I came across this in the Times newspaper yesterday and thought it might be of interest, as it was not something that I had heard about before.

Queen of risible fiction is at height of hilarity again

I've pasted the full text below, as the link will probably not last. The passages most relevant to this site are in bold.

Quote:
Queen of risible fiction is at height of hilarity again
BY DAVID SHARROCK, IRELAND CORRESPONDENT

SHE has languished in obscurity for too long, but last night the world’s worst novelist was celebrated in pints and prose.

Amanda McKittrick Ros, a Victorian scribbler much admired by some of the English language’s finest writers, was back where she belongs — bringing guffaws of joy to the parlour bars.

Belfast ended its annual literary festival with a recreation of the Oxford evenings hosted by J. R. R. Tolkien for a circle of dons who called themselves the Inklings and included C. S. Lewis. Tolkien set his Inklings a challenge. The works of McKittrick Ros would be read aloud to the accompaniment of beer — and whoever laughed first lost.

Their favourite was Irene Iddesleigh, but there were many to choose from — Delina Delaney, Helen Huddleston — and they all shared a passion for heaving bosoms, trembling lower lips, meaningful glances and endless alliteration.

In Irene Iddesleigh she wrote: “Speak! Irene! Wife! Woman! Do not sit in silence and allow the blood that now boils in my veins to ooze through cavities of unrestrained passion and trickle down to drench me with its crimson hue!”

And musing on humanity she pronounced: “The living sometimes learn the touchy tricks of the traitor, the tardy, and the tempted; the dead have evaded the flighty earthly future, and form to swell the retinue of retired rights, the righteous school of the invisible, and the rebellious roar of the raging nothing.”

For McKittrick Ros, eyes were “piercing orbs”, legs “bony supports” and people did not blush but were “touched by the hot hand of bewilderment”.
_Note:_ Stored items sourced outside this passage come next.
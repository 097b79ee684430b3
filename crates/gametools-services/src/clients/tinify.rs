//! Tinify (TinyPNG / TinyJPG) compression client

use async_trait::async_trait;
use bytes::Bytes;
use gametools_core::{AppError, AppResult, Config};
use gametools_processing::ImageCompressor;
use reqwest::StatusCode;
use serde::Deserialize;
use std::fmt;
use tracing::{debug, warn};

use super::http::{Auth, HttpClient};

const SERVICE: &str = "Tinify";

#[derive(Debug, Deserialize)]
struct ShrinkResponse {
    output: ShrinkOutput,
}

#[derive(Debug, Deserialize)]
struct ShrinkOutput {
    size: Option<u64>,
    url: Option<String>,
}

#[derive(Debug, Deserialize)]
struct TinifyErrorBody {
    error: String,
    message: String,
}

pub struct TinifyClient {
    http: HttpClient,
    base_url: String,
    api_key: String,
}

impl fmt::Debug for TinifyClient {
    fn fmt(&self, f: &mut fmt::Formatter<'_>) -> fmt::Result {
        f.debug_struct("TinifyClient")
            .field("base_url", &self.base_url)
            .finish()
    }
}

impl TinifyClient {
    pub fn new(base_url: &str, api_key: &str, timeout_secs: u64) -> AppResult<Self> {
        Ok(Self {
            http: HttpClient::new(SERVICE, timeout_secs)?,
            base_url: base_url.trim_end_matches('/').to_string(),
            api_key: api_key.to_string(),
        })
    }

    pub fn from_config(config: &Config) -> AppResult<Self> {
        Self::new(
            &config.tinify_api_url,
            config.require_tinify_key()?,
            config.http_timeout_secs,
        )
    }

    fn auth(&self) -> Auth {
        Auth::Basic {
            username: "api".to_string(),
            password: self.api_key.clone(),
        }
    }

    /// Turn an error response into `CompressionFailed` with the provider message
    async fn failure(response: reqwest::Response) -> AppError {
        let status = response.status();
        let text = response.text().await.unwrap_or_default();
        let message = match serde_json::from_str::<TinifyErrorBody>(&text) {
            Ok(body) => format!("{} ({})", body.message, body.error),
            Err(_) if text.is_empty() => format!("status {}", status),
            Err(_) => format!("status {}: {}", status, text),
        };
        warn!(status = %status, message = %message, "Compression request rejected");
        AppError::CompressionFailed(message)
    }
}

#[async_trait]
impl ImageCompressor for TinifyClient {
    fn name(&self) -> &str {
        SERVICE
    }

    async fn compress(&self, data: Bytes) -> AppResult<Bytes> {
        let input_size = data.len();
        let auth = self.auth();
        let request = self
            .http
            .inner()
            .post(format!("{}/shrink", self.base_url))
            .body(data);

        let response = self.http.execute(request, &auth).await?;
        if response.status() != StatusCode::CREATED {
            return Err(Self::failure(response).await);
        }

        let location = response
            .headers()
            .get(reqwest::header::LOCATION)
            .and_then(|v| v.to_str().ok())
            .map(str::to_string);
        let body: ShrinkResponse = self.http.parse_json(response).await?;

        let output_url = location.or(body.output.url).ok_or_else(|| {
            AppError::CompressionFailed("Response carried no output location".to_string())
        })?;
        debug!(
            input_size,
            output_size = body.output.size,
            "Image shrunk, downloading output"
        );

        let download = self.http.inner().get(&output_url);
        let response = self.http.execute(download, &auth).await?;
        if !response.status().is_success() {
            return Err(Self::failure(response).await);
        }

        response
            .bytes()
            .await
            .map_err(|e| AppError::CompressionFailed(format!("Failed to read output: {}", e)))
    }
}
Frank Ormsby, editor of Thine in Storm and Calm, an anthology of Ros’s work, said that “she alliterated obsessively”. “Even if one has forgotten her work for a few years, you only have to read a few paragraphs and you find the smile broadening on your face. You begin to realise why her work had such an appeal.”
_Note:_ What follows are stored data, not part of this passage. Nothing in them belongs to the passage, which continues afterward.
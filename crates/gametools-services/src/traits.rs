//! Seams to the external collaborators.
//!
//! Workflows only see these traits; the HTTP clients implement them and tests
//! substitute in-memory fakes.

use async_trait::async_trait;
use chrono::NaiveDate;
use gametools_core::{AppResult, Ticket};
use serde::Serialize;

/// Row-oriented access to a spreadsheet.
#[async_trait]
pub trait SpreadsheetStore: Send + Sync {
    /// All rows in `range` (A1 notation). Ragged rows are returned as-is.
    async fn read_rows(&self, range: &str) -> AppResult<Vec<Vec<String>>>;

    /// Append one row after the last populated row of `range`.
    async fn append_row(&self, range: &str, row: Vec<String>) -> AppResult<()>;

    /// Overwrite the cells of `range` with one row.
    async fn update_row(&self, range: &str, row: Vec<String>) -> AppResult<()>;
}

/// Issue filter supported by the tracker
#[derive(Debug, Clone, Default, PartialEq, Eq, Serialize)]
pub struct TicketQuery {
    pub due_date: Option<NaiveDate>,
    pub label: Option<String>,
    /// Workflow state name must equal this
    pub state: Option<String>,
    /// Workflow state name must not be any of these
    pub excluded_states: Vec<String>,
}

impl TicketQuery {
    pub fn labelled(label: impl Into<String>) -> Self {
        Self {
            label: Some(label.into()),
            ..Self::default()
        }
    }

    pub fn due_on(mut self, date: NaiveDate) -> Self {
        self.due_date = Some(date);
        self
    }

    pub fn in_state(mut self, state: impl Into<String>) -> Self {
        self.state = Some(state.into());
        self
    }
}

/// One page of query results
#[derive(Debug, Clone, Default, PartialEq, Eq)]
pub struct TicketPage {
    pub tickets: Vec<Ticket>,
    pub has_next_page: bool,
    pub end_cursor: Option<String>,
}

/// Cursor-paginated issue search.
///
/// The caller's API key travels with every call; one client serves every
/// session.
#[async_trait]
pub trait IssueTracker: Send + Sync {
    async fn fetch_page(
        &self,
        api_key: &str,
        query: &TicketQuery,
        first: u32,
        after: Option<&str>,
    ) -> AppResult<TicketPage>;
}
Mark Twain, Aldous Huxley and Siegfried Sassoon were also admirers. David Lewis, director of the culturenorthernireland website, said: “Any writer who is proud of ‘disturbing the bowels’ of her readers and can describe critics as ‘auctioneering agents of Satan’ is worthy of praise in my book. Ros was an inveterate social climber, claiming to be descended from King Sitrick of Denmark.

“She even changed her name from Ross to Ros, linking herself with the old family of de Ros. In fact she was a school mistress who married Andrew Ross, the station master at Larne Harbour.”

The winner of last night’s reading contest at the John Hewitt pub was due to be presented with a Barbara Cartland novel and a return rail ticket to Larne, Co Antrim, where her achievements are recognised by a plaque in the library.

The writer, who died in 1939, was in no doubt of her talent, confidently predicting: “I expect I will be talked about at the end of a thousand years.”

She described critics as “evil-minded snapshots of spleen” and “auctioneering agents of Satan”. At least her husband was sympathetic, paying for the publication of her first novel as a wedding present. McKittrick Ros, born near Ballynahinch, came top in a book entitled In Search of the World’s Worst Writers by Nick Page. He described her as “the greatest bad writer who ever lived”.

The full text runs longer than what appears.